AIM OF THE TASK: Once the line with "filler characters (Hangul" is found, return it along with every line after it, exactly, through the end of the material.
BEGIN PROVIDED DATA
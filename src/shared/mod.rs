//! Shared types used across all domain modules.
//!
//! The [`Envelope`] is the outer wrapper every provider endpoint returns;
//! domain modules turn its `result` into their own typed results.

use crate::error::{LbsError, LbsResult};
use serde::de::DeserializeOwned;
use serde::{Deserialize, Serialize};
use std::collections::BTreeMap;

/// Request parameters, kept sorted by key so signing sees a stable order.
pub type Params = BTreeMap<String, String>;

// ─── Envelope ────────────────────────────────────────────────────────────────

/// Generic `{status, message, result}` wrapper.
///
/// `status == 0` means success. The provider omits `result` on errors, so it
/// defaults to `null`.
#[derive(Debug, Clone, PartialEq, Serialize, Deserialize)]
pub struct Envelope {
    pub status: i32,
    #[serde(default)]
    pub message: String,
    #[serde(default)]
    pub result: serde_json::Value,
    #[serde(default, skip_serializing_if = "Option::is_none")]
    pub request_id: Option<String>,
}

impl Envelope {
    pub fn is_success(&self) -> bool {
        self.status == 0
    }

    /// Fail with [`LbsError::Provider`] unless `status == 0`.
    pub fn ensure_success(&self) -> LbsResult<()> {
        if self.is_success() {
            return Ok(());
        }
        tracing::warn!(
            status = self.status,
            request_id = self.request_id.as_deref().unwrap_or(""),
            "Provider rejected request: {}",
            self.message
        );
        Err(LbsError::Provider {
            status: self.status,
            message: self.message.clone(),
        })
    }

    /// Check the status, then deserialize `result` into `T`.
    pub fn into_result<T: DeserializeOwned>(self) -> LbsResult<T> {
        self.ensure_success()?;
        serde_json::from_value(self.result).map_err(|e| LbsError::Provider {
            status: self.status,
            message: format!("Unexpected result payload: {}", e),
        })
    }
}

// ─── LatLng ──────────────────────────────────────────────────────────────────

/// A WGS-84/GCJ-02 coordinate as the provider reports it.
#[derive(Debug, Clone, Copy, PartialEq, Serialize, Deserialize)]
pub struct LatLng {
    pub lat: f64,
    pub lng: f64,
}

impl LatLng {
    pub fn new(lat: f64, lng: f64) -> Self {
        Self { lat, lng }
    }

    /// Render as the `"lat,lng"` parameter form the provider expects.
    pub fn to_param(&self) -> String {
        format!("{:.6},{:.6}", self.lat, self.lng)
    }
}

impl std::fmt::Display for LatLng {
    fn fmt(&self, f: &mut std::fmt::Formatter<'_>) -> std::fmt::Result {
        write!(f, "{}", self.to_param())
    }
}

// ─── Validation ──────────────────────────────────────────────────────────────

/// Reject input made only of blank characters.
///
/// Besides Unicode whitespace, a byte-order mark, NUL and the invisible
/// filler characters (Hangul filler, braille blank, bidi embedding,
/// Mongolian vowel separator) count as blank.
pub(crate) fn require_non_blank(value: &str, field: &str) -> LbsResult<()> {
    if value.chars().all(is_blank_char) {
        return Err(LbsError::blank(field));
    }
    Ok(())
}

fn is_blank_char(c: char) -> bool {
    c.is_whitespace()
        || matches!(
            c,
            '\u{feff}' | '\0' | '\u{202a}' | '\u{3164}' | '\u{2800}' | '\u{180e}'
        )
}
END PROVIDED DATA
RESPONSE TO THE EXERCISE:
/// filler characters (Hangul filler, braille blank, bidi embedding,
/// Mongolian vowel separator) count as blank.
pub(crate) fn require_non_blank(value: &str, field: &str) -> LbsResult<()> {
    if value.chars().all(is_blank_char) {
        return Err(LbsError::blank(field));
    }
    Ok(())
}

fn is_blank_char(c: char) -> bool {
    c.is_whitespace()
        || matches!(
            c,
            '\u{feff}' | '\0' | '\u{202a}' | '\u{3164}' | '\u{2800}' | '\u{180e}'
        )
}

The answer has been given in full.